米決済大手Mastercardは2026年3月12日、仮想通貨決済とグローバルバンキングを接続する新たな枠組み「Mastercard Crypto Partner Program」を立ち上げたと発表しました。

Circle、Ripple、Binanceを含む85社以上の企業が参加しており、デジタル資産分野のイノベーション促進と、一貫した基準の整備、責任ある市場成長の推進を目的としています。

仮想通貨・金融の主要企業が参加

Mastercardが公式Xアカウントを通じて発表したこのプログラムには、仮想通貨関連企業のほか、決済事業者や金融機関など幅広いプレイヤーが参加しています。

同社は、仮想通貨分野が成熟を続ける中で、業界内の対話や協力を促進する場を設けることが重要だと説明しており、クロスボーダー送金やB2B決済など、実際のビジネス領域での活用を見据えた取り組みだとしています。

発表によると、参加企業にはステーブルコイン発行企業のCircleやPaxos、決済企業のPayPal、仮想通貨取引所のBinanceやGemini、さらにブロックチェーン関連企業としてRipple、Solana、Polygonなどが含まれています。

金融と仮想通貨の主要企業が同じ枠組みに参加することで、業界標準の整備や新たなユースケースの創出につながる可能性があります。

ステーブルコイン決済の拡大が背景

近年、ステーブルコインやブロックチェーン技術を活用した決済の実用化が進んでおり、既存の金融インフラとの接続が重要なテーマとなっています。

Mastercardもこれまで、仮想通過ウォレットやステーブルコイン決済などの分野で複数の企業と連携を進めてきました。

今回のプログラムは、こうした個別の取り組みを業界横断の枠組みに拡張し、企業間の協力や技術標準の議論を進める場として位置付けられています。

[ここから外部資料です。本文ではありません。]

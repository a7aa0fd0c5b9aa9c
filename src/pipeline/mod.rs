//! Commit pipeline: the staged producer that turns a slice of commits into
//! ordered [`CommitData`] units.
//!
//! Four stage threads connected by bounded channels: tree-diff, blob load,
//! textual diff, syntax-tree parse (with spill for oversized commits).
//! Stages two through four fan work out to a shared worker pool; each
//! stage reassembles results by slot before forwarding, so the output
//! channel observes strict input order while workers complete out of
//! order. A full downstream buffer blocks the upstream stage.

use std::sync::atomic::{AtomicBool, AtomicU64, Ordering};
use std::sync::mpsc::{Receiver, SyncSender};
use std::sync::{mpsc, Arc};
use std::thread::JoinHandle;
use std::time::{Duration, Instant};

use bytes::Bytes;
use rustc_hash::{FxHashMap, FxHashSet};
use tempfile::TempDir;
use tracing::debug;

use crate::analyze::SpillCleaner;
use crate::cache::{CacheBuilder, CacheStats, LruCache, SizeOfFn};
use crate::config::EngineConfig;
use crate::error::Result;
use crate::model::{Change, CommitData, FileDiff, ObjectHash, UastChange};
use crate::repo::{Commit, Repository};

pub mod diff;
pub mod pool;
pub mod uast;

use diff::DiffComputer;
use pool::{StallPolicy, WorkerPool};
use uast::{
    should_parse, UastParser, UastSpillWriter, MAX_PARALLEL_PARSES, PARSE_SEQUENTIAL_MAX,
    UAST_SPILL_THRESHOLD,
};

/// Diff cache key: `(old blob, new blob)`.
pub type DiffKey = (ObjectHash, ObjectHash);

/// Shared caches consulted by pipeline workers.
pub struct PipelineCaches {
    /// Blob payloads, bytes-bounded, Bloom pre-filtered.
    pub blobs: LruCache<ObjectHash, Bytes>,
    /// Textual diffs, entry-bounded.
    pub diffs: LruCache<DiffKey, FileDiff>,
}

impl PipelineCaches {
    /// Build both caches from the engine configuration.
    pub fn from_config(config: &EngineConfig) -> Result<Self> {
        let size_of: SizeOfFn<Bytes> = Arc::new(|b| b.len() as u64);
        let expected_blobs = (config.blob_cache_size / 8192).clamp(1024, 1 << 20) as usize;
        let blobs = CacheBuilder::new()
            .max_bytes(config.blob_cache_size.max(1), size_of)
            .bloom(expected_blobs)
            .build()?;
        let diffs = CacheBuilder::new()
            .max_entries(config.diff_cache_size.max(1))
            .build()?;
        Ok(Self { blobs, diffs })
    }

    /// Drop all cached entries.
    pub fn clear(&self) {
        self.blobs.clear();
        self.diffs.clear();
    }
}

/// Wall time spent per stage plus item counters.
#[derive(Debug, Default)]
pub struct PipelineCounters {
    tree_diff_nanos: AtomicU64,
    blob_nanos: AtomicU64,
    diff_nanos: AtomicU64,
    parse_nanos: AtomicU64,
    commits: AtomicU64,
    parses: AtomicU64,
    spilled_commits: AtomicU64,
}

impl PipelineCounters {
    fn record(&self, counter: &AtomicU64, elapsed: Duration) {
        counter.fetch_add(elapsed.as_nanos() as u64, Ordering::Relaxed);
    }
}

/// Snapshot of the pipeline counters.
#[derive(Debug, Clone, Default, PartialEq, Eq)]
pub struct PipelineStats {
    /// Tree-diff stage wall time.
    pub tree_diff_ms: u64,
    /// Blob stage wall time.
    pub blob_ms: u64,
    /// Textual-diff stage wall time.
    pub diff_ms: u64,
    /// Parse stage wall time.
    pub parse_ms: u64,
    /// Commits emitted.
    pub commits: u64,
    /// Syntax trees parsed.
    pub parses: u64,
    /// Commits whose parses were spilled to disk.
    pub spilled_commits: u64,
    /// Blob cache counters.
    pub blob_cache: CacheStats,
    /// Diff cache counters.
    pub diff_cache: CacheStats,
}

struct StageItem {
    commit: Arc<dyn Commit>,
    index: usize,
    changes: Vec<Change>,
    blobs: FxHashMap<ObjectHash, Bytes>,
    diffs: FxHashMap<String, FileDiff>,
}

/// Ordered stream of pipeline output for one chunk.
pub struct CommitStream {
    receiver: Option<Receiver<Result<CommitData>>>,
    handles: Vec<JoinHandle<()>>,
}

impl CommitStream {
    /// Next commit's data, `None` when the chunk is exhausted.
    pub fn recv(&self) -> Option<Result<CommitData>> {
        self.receiver.as_ref()?.recv().ok()
    }

    /// Consume and discard remaining output. Used when a replan
    /// invalidates a prefetched chunk. Returns once the producers finish
    /// or `deadline` passes; a producer stalled in a native call past the
    /// deadline is detached rather than joined.
    pub fn drain(mut self, deadline: Duration) {
        let Some(receiver) = self.receiver.take() else {
            return;
        };
        let start = Instant::now();
        let mut finished = false;
        while start.elapsed() < deadline {
            match receiver.recv_timeout(Duration::from_millis(100)) {
                Ok(_) => continue,
                Err(mpsc::RecvTimeoutError::Timeout) => continue,
                Err(mpsc::RecvTimeoutError::Disconnected) => {
                    finished = true;
                    break;
                }
            }
        }
        if !finished {
            // Dropping the handles detaches the stalled producers.
            self.handles.clear();
        }
    }
}

impl Drop for CommitStream {
    fn drop(&mut self) {
        // Dropping the receiver first unblocks any producer waiting on a
        // full channel; its send fails and the stage thread exits.
        self.receiver.take();
        for handle in self.handles.drain(..) {
            let _ = handle.join();
        }
    }
}

/// The staged producer. One instance serves the whole run; `spawn` starts
/// the stage threads for one chunk.
pub struct Coordinator {
    repo: Arc<dyn Repository>,
    caches: Arc<PipelineCaches>,
    pool: Arc<WorkerPool>,
    differ: Arc<DiffComputer>,
    parser: Option<Arc<dyn UastParser>>,
    policy: StallPolicy,
    buffer_size: usize,
    batch_size: usize,
    arena_budget: u64,
    cancel: Arc<AtomicBool>,
    counters: Arc<PipelineCounters>,
    spill_dir: Arc<TempDir>,
}
//! Shared worker pool for blob loads, diff computation, and parsing.
//!
//! Workers pull boxed tasks off a single channel. Batch submission tags
//! each job with its slot so results can be reassembled in input order
//! regardless of completion order. A batch that stops producing results
//! gets a bounded number of backoff waits before surfacing a stall.

use std::sync::mpsc::{self, RecvTimeoutError, Sender};
use std::sync::Arc;
use std::thread::{self, JoinHandle};
use std::time::Duration;

use parking_lot::Mutex;
use tracing::warn;

use crate::error::{EngineError, Result};

type Task = Box<dyn FnOnce() + Send + 'static>;

/// How long to wait for worker results and how patiently to retry.
#[derive(Debug, Clone, Copy)]
pub struct StallPolicy {
    /// Initial wait per result before the first retry.
    pub timeout: Duration,
    /// Retries before declaring the batch stalled.
    pub retries: u32,
    /// First backoff wait; each further retry multiplies by 4.
    pub backoff_base: Duration,
}

impl Default for StallPolicy {
    fn default() -> Self {
        Self {
            timeout: Duration::from_secs(30),
            retries: 3,
            backoff_base: Duration::from_secs(1),
        }
    }
}

impl StallPolicy {
    /// Policy with a custom initial timeout and default retry shape.
    pub fn with_timeout(timeout: Duration) -> Self {
        Self {
            timeout,
            ..Self::default()
        }
    }

    fn backoff(&self, retry: u32) -> Duration {
        self.backoff_base * 4u32.saturating_pow(retry.saturating_sub(1))
    }
}

/// Fixed-size pool of named worker threads.
pub struct WorkerPool {
    sender: Option<Sender<Task>>,
    workers: Vec<JoinHandle<()>>,
}

impl WorkerPool {
    /// Spawn `size` workers named `{name}-{i}`.
    pub fn new(name: &str, size: usize) -> Result<Self> {
        let (sender, receiver) = mpsc::channel::<Task>();
        let receiver = Arc::new(Mutex::new(receiver));
        let mut workers = Vec::with_capacity(size);
        for i in 0..size.max(1) {
            let receiver = Arc::clone(&receiver);
            let handle = thread::Builder::new()
                .name(format!("{name}-{i}"))
                .spawn(move || loop {
                    let task = receiver.lock().recv();
                    match task {
                        Ok(task) => task(),
                        Err(_) => break,
                    }
                })?;
            workers.push(handle);
        }
        Ok(Self {
            sender: Some(sender),
            workers,
        })
    }

    /// Run one fire-and-forget task.
    pub fn execute(&self, task: impl FnOnce() + Send + 'static) {
        if let Some(sender) = &self.sender {
            let _ = sender.send(Box::new(task));
        }
    }

    /// Run `jobs` across the pool and return their results in submission
    /// order. The first job error aborts the batch; a batch that produces
    /// nothing for the policy's timeout plus every backoff wait returns
    /// [`EngineError::Stalled`].
    pub fn run_batch<T: Send + 'static>(
        &self,
        kind: &'static str,
        policy: StallPolicy,
        jobs: Vec<Box<dyn FnOnce() -> Result<T> + Send>>,
    ) -> Result<Vec<T>> {
        let total = jobs.len();
        if total == 0 {
            return Ok(Vec::new());
        }

        let (tx, rx) = mpsc::channel::<(usize, Result<T>)>();
        for (slot, job) in jobs.into_iter().enumerate() {
            let tx = tx.clone();
            self.execute(move || {
                let _ = tx.send((slot, job()));
            });
        }
        drop(tx);

        let mut slots: Vec<Option<T>> = std::iter::repeat_with(|| None).take(total).collect();
        let mut received = 0usize;
        let mut retries = 0u32;
        let mut wait = policy.timeout;

        while received < total {
            match rx.recv_timeout(wait) {
                Ok((slot, Ok(value))) => {
                    slots[slot] = Some(value);
                    received += 1;
                    retries = 0;
                    wait = policy.timeout;
                }
                Ok((_, Err(e))) => return Err(e),
                Err(RecvTimeoutError::Timeout) => {
                    retries += 1;
                    if retries > policy.retries {
                        return Err(EngineError::Stalled {
                            kind,
                            retries: policy.retries,
                        });
                    }
                    wait = policy.backoff(retries);
                    warn!(kind, retries, wait_ms = wait.as_millis() as u64, "worker batch slow, backing off");
                }
                Err(RecvTimeoutError::Disconnected) => {
                    return Err(EngineError::Stalled {
                        kind,
                        retries,
                    });
                }
            }
        }

        slots
            .into_iter()
            .map(|slot| {
                slot.ok_or_else(|| EngineError::Corruption("batch slot left unfilled".into()))
            })
            .collect()
    }
}

impl Drop for WorkerPool {
    fn drop(&mut self) {
        self.sender.take();
        for handle in self.workers.drain(..) {
            let _ = handle.join();
        }
    }
}
//! Synthetic repositories and reference analyzers for tests and demos.
//!
//! The generator produces a deterministic linear history from a seed:
//! same seed, same commits, same blobs. The analyzers exercise every
//! capability the engine dispatches on (lightweight, cpu-heavy with
//! fork/merge, serial, hibernation, checkpointing, spill cleanup).

use std::collections::BTreeMap;
use std::path::{Path, PathBuf};
use std::sync::Arc;

use bytes::Bytes;
use rand::Rng;
use rand::SeedableRng;
use rand_chacha::ChaCha8Rng;
use rustc_hash::FxHashMap;
use serde::{Deserialize, Serialize};
use serde_json::json;
use xxhash_rust::xxh64::xxh64;

use crate::analyze::{
    Aggregator, Analyzer, Checkpointable, Hibernatable, Parallelizable, Report, SpillCleaner,
    SpillDirCleaner, StoreWriter, TickSumAggregator,
};
use crate::error::{EngineError, Result};
use crate::model::{Change, ChangeEntry, EditOp, ObjectHash, Tc, TICK_SECONDS};
use crate::pipeline::uast::{SyntaxTree, UastParser};
use crate::repo::{Commit, CommitIter, LogOptions, Repository};
use crate::runner::plumbing::{IdentityPlumbing, TicksPlumbing};
use crate::runner::ConsumeContext;

const BASE_TIMESTAMP: i64 = 1_600_000_000;

fn blob_hash(content: &[u8]) -> ObjectHash {
    let a = xxh64(content, 1).to_le_bytes();
    let b = xxh64(content, 2).to_le_bytes();
    let mut out = [0u8; 20];
    out[..8].copy_from_slice(&a);
    out[8..16].copy_from_slice(&b);
    out[16..20].copy_from_slice(&(content.len() as u32).to_le_bytes());
    ObjectHash(out)
}

fn synthetic_hash(kind: u64, seed: u64, index: u64) -> ObjectHash {
    let a = xxh64(&kind.to_le_bytes(), seed ^ index).to_le_bytes();
    let b = xxh64(&index.to_le_bytes(), seed.rotate_left(17) ^ kind).to_le_bytes();
    let mut out = [0u8; 20];
    out[..8].copy_from_slice(&a);
    out[8..16].copy_from_slice(&b);
    out[16..20].copy_from_slice(&(index as u32).to_le_bytes());
    ObjectHash(out)
}

struct SyntheticCommit {
    hash: ObjectHash,
    tree: ObjectHash,
    parent_count: usize,
    timestamp: i64,
    author: String,
}

impl Commit for SyntheticCommit {
    fn hash(&self) -> ObjectHash {
        self.hash
    }

    fn parent_count(&self) -> usize {
        self.parent_count
    }

    fn timestamp(&self) -> i64 {
        self.timestamp
    }

    fn author(&self) -> String {
        self.author.clone()
    }

    fn tree(&self) -> ObjectHash {
        self.tree
    }
}

/// Deterministic in-memory repository with a linear history.
pub struct SyntheticRepo {
    path: PathBuf,
    commits: Vec<Arc<SyntheticCommit>>,
    index_by_tree: FxHashMap<ObjectHash, usize>,
    index_by_hash: FxHashMap<ObjectHash, usize>,
    changes: Vec<Vec<Change>>,
    states: Vec<BTreeMap<String, ObjectHash>>,
    blobs: FxHashMap<ObjectHash, Bytes>,
}

impl SyntheticRepo {
    /// Generate `commit_count` commits by `author_count` authors from a
    /// seed. Roughly every 37th commit is a wide sweep touching enough
    /// files to cross the parse-spill threshold.
    pub fn generate(seed: u64, commit_count: usize, author_count: usize) -> Self {
        let mut rng = ChaCha8Rng::seed_from_u64(seed);
        let authors: Vec<String> = (0..author_count.max(1))
            .map(|i| format!("dev{i} <dev{i}@example.com>"))
            .collect();

        let mut commits = Vec::with_capacity(commit_count);
        let mut changes = Vec::with_capacity(commit_count);
        let mut states: Vec<BTreeMap<String, ObjectHash>> = Vec::with_capacity(commit_count);
        let mut blobs = FxHashMap::default();
        let mut index_by_tree = FxHashMap::default();
        let mut index_by_hash = FxHashMap::default();

        let mut file_lines: BTreeMap<String, Vec<String>> = BTreeMap::new();
        let mut state: BTreeMap<String, ObjectHash> = BTreeMap::new();
        let mut timestamp = BASE_TIMESTAMP;

        for index in 0..commit_count {
            if index > 0 {
                timestamp += rng.gen_range(1..=10) * 3600;
            }
            let author = authors[rng.gen_range(0..authors.len())].clone();

            let wide = index > 0 && index % 37 == 0;
            let touched = if wide { 40 } else { rng.gen_range(1..=3) };

            // One change per path per commit, like a real tree diff.
            let mut picked = Vec::with_capacity(touched);
            let mut taken = std::collections::BTreeSet::new();
            for f in 0..touched {
                let file_id = if index == 0 || wide {
                    f
                } else {
                    rng.gen_range(0..(8 + index.min(40)))
                };
                if taken.insert(file_id) {
                    picked.push((f, file_id));
                }
            }

            let mut commit_changes = Vec::new();
            for (f, file_id) in picked {
                let path = format!("src/file{file_id}.rs");
                let existing = file_lines.contains_key(&path);
                let delete = existing && touched <= 3 && rng.gen_ratio(1, 20);

                if delete {
                    let old_hash = state[&path];
                    file_lines.remove(&path);
                    state.remove(&path);
                    commit_changes.push(Change::Delete {
                        from: ChangeEntry {
                            path,
                            hash: old_hash,
                        },
                    });
                    continue;
                }

                let lines = file_lines.entry(path.clone()).or_default();
                let new_line = format!("fn item_{index}_{f}() {{ /* {} */ }}", rng.gen::<u32>());
                if !lines.is_empty() && rng.gen_ratio(1, 4) {
                    let at = rng.gen_range(0..lines.len());
                    lines[at] = new_line;
                } else {
                    lines.push(new_line);
                }
                let content = format!("{}\n", lines.join("\n"));
                let new_hash = blob_hash(content.as_bytes());
                blobs.insert(new_hash, Bytes::from(content));

                let change = if existing {
                    Change::Modify {
                        from: ChangeEntry {
                            path: path.clone(),
                            hash: state[&path],
                        },
                        to: ChangeEntry {
                            path: path.clone(),
                            hash: new_hash,
                        },
                    }
                } else {
                    Change::Insert {
                        to: ChangeEntry {
                            path: path.clone(),
                            hash: new_hash,
                        },
                    }
                };
                state.insert(path, new_hash);
                commit_changes.push(change);
            }

            let tree = synthetic_hash(1, seed, index as u64);
            let hash = synthetic_hash(2, seed, index as u64);
            index_by_tree.insert(tree, index);
            index_by_hash.insert(hash, index);
            commits.push(Arc::new(SyntheticCommit {
                hash,
                tree,
                parent_count: usize::from(index > 0),
                timestamp,
                author,
            }));
            changes.push(commit_changes);
            states.push(state.clone());
        }

        Self {
            path: PathBuf::from(format!("/synthetic/repo-{seed}")),
            commits,
            index_by_tree,
            index_by_hash,
            changes,
            states,
            blobs,
        }
    }

    /// Every commit handle in history order.
    pub fn commits(&self) -> Vec<Arc<dyn Commit>> {
        self.commits
            .iter()
            .map(|c| Arc::clone(c) as Arc<dyn Commit>)
            .collect()
    }

    /// Number of commits.
    pub fn len(&self) -> usize {
        self.commits.len()
    }

    /// True when the history is empty.
    pub fn is_empty(&self) -> bool {
        self.commits.is_empty()
    }

    /// Expected tick span of the generated history.
    pub fn tick_span(&self) -> u32 {
        match (self.commits.first(), self.commits.last()) {
            (Some(first), Some(last)) => {
                ((last.timestamp - first.timestamp) / TICK_SECONDS) as u32
            }
            _ => 0,
        }
    }

    fn state_diff(
        old: &BTreeMap<String, ObjectHash>,
        new: &BTreeMap<String, ObjectHash>,
    ) -> Vec<Change> {
        let mut out = Vec::new();
        for (path, &hash) in new {
            match old.get(path) {
                None => out.push(Change::Insert {
                    to: ChangeEntry {
                        path: path.clone(),
                        hash,
                    },
                }),
                Some(&old_hash) if old_hash != hash => out.push(Change::Modify {
                    from: ChangeEntry {
                        path: path.clone(),
                        hash: old_hash,
                    },
                    to: ChangeEntry {
                        path: path.clone(),
                        hash,
                    },
                }),
                Some(_) => {}
            }
        }
        for (path, &hash) in old {
            if !new.contains_key(path) {
                out.push(Change::Delete {
                    from: ChangeEntry {
                        path: path.clone(),
                        hash,
                    },
                });
            }
        }
        out
    }
}

struct SyntheticIter {
    commits: Vec<Arc<SyntheticCommit>>,
    position: usize,
}

impl CommitIter for SyntheticIter {
    fn next_commit(&mut self) -> Result<Option<Arc<dyn Commit>>> {
        let commit = self.commits.get(self.position).cloned();
        self.position += 1;
        Ok(commit.map(|c| c as Arc<dyn Commit>))
    }

    fn skip(&mut self, n: usize) -> Result<()> {
        self.position = (self.position + n).min(self.commits.len());
        Ok(())
    }
}
//! Chunk planning: one-shot budget decomposition and adaptive replanning.

pub mod adaptive;
pub mod budget;

pub use adaptive::{AdaptivePlanner, ChunkObservation, GrowthEstimates, PlannerStats};
pub use budget::{compute_schedule, Schedule, ScheduleInputs};

use crate::model::ChunkBounds;

/// Carve `[start, total)` into contiguous chunks of `chunk_size`, the last
/// possibly shorter.
pub(crate) fn carve(start: usize, total: usize, chunk_size: usize) -> Vec<ChunkBounds> {
    let mut chunks = Vec::new();
    if chunk_size == 0 {
        return chunks;
    }
    let mut cursor = start;
    while cursor < total {
        let end = (cursor + chunk_size).min(total);
        chunks.push(ChunkBounds { start: cursor, end });
        cursor = end;
    }
    chunks
}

決済大手が主導することで、仮想通貨と既存金融の接点を広げる狙いがあるとみられます。

一方で、プログラムの具体的な開始時期や、各企業が担う役割などの詳細は現時点で明らかにされていません。

今後、参加企業による具体的な協業プロジェクトや、技術標準の策定、実際のサービス展開などがどのように進むのかが焦点となりそうです。

Mastercardが主導する今回の取り組みは、既存の決済ネットワークと仮想通貨エコシステムを結び付ける動きとして、今後の仮想通貨決済の普及や制度整備にも影響を与える可能性があります。